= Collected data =
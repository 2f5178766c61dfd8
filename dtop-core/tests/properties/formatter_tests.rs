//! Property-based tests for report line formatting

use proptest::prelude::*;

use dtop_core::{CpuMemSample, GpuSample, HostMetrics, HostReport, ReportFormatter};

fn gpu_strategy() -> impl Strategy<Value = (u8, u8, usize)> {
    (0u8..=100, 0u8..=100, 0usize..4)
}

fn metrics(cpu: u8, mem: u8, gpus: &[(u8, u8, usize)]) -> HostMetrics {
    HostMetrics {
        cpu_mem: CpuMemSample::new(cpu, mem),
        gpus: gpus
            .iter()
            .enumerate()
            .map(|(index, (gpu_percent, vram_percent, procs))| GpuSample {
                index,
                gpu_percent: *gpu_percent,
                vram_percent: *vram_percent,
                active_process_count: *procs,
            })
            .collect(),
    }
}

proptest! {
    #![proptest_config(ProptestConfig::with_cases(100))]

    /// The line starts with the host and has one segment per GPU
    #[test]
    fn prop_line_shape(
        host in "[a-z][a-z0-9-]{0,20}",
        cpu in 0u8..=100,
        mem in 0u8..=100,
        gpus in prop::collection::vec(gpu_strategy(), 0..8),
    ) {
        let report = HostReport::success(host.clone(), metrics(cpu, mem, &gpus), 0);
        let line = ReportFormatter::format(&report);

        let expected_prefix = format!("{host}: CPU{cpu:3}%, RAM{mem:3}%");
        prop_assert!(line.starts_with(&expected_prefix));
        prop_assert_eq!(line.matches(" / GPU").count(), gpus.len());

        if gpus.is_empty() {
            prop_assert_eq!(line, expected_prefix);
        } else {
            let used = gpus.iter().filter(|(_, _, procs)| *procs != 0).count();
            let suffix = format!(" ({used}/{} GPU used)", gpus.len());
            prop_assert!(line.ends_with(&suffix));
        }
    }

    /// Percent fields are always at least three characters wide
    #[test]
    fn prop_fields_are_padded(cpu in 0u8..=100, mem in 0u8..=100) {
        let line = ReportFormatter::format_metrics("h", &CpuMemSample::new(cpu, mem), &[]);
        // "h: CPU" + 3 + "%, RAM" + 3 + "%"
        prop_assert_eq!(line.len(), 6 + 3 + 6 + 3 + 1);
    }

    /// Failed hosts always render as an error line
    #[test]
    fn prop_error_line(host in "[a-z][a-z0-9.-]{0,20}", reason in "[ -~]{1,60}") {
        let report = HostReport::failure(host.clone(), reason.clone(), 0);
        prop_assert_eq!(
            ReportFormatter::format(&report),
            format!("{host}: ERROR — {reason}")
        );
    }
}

* * *

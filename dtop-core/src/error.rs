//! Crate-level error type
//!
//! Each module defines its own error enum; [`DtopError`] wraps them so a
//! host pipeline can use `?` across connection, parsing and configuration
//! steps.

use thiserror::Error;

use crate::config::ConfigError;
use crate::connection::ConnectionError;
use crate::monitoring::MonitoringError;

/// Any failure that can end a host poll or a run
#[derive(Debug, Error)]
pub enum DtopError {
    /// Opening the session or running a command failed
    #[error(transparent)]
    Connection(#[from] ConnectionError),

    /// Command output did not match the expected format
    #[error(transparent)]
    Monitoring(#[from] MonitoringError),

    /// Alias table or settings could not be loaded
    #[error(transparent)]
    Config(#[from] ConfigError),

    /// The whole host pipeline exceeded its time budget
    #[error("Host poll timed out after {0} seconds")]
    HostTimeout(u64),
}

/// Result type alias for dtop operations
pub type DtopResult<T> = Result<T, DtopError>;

= What needs to be done =
Every line above in which the word "used" occurs needs to be copied.

= The answer =
            let used = gpus.iter().filter(|(_, _, procs)| *procs != 0).count();
            let suffix = format!(" ({used}/{} GPU used)", gpus.len());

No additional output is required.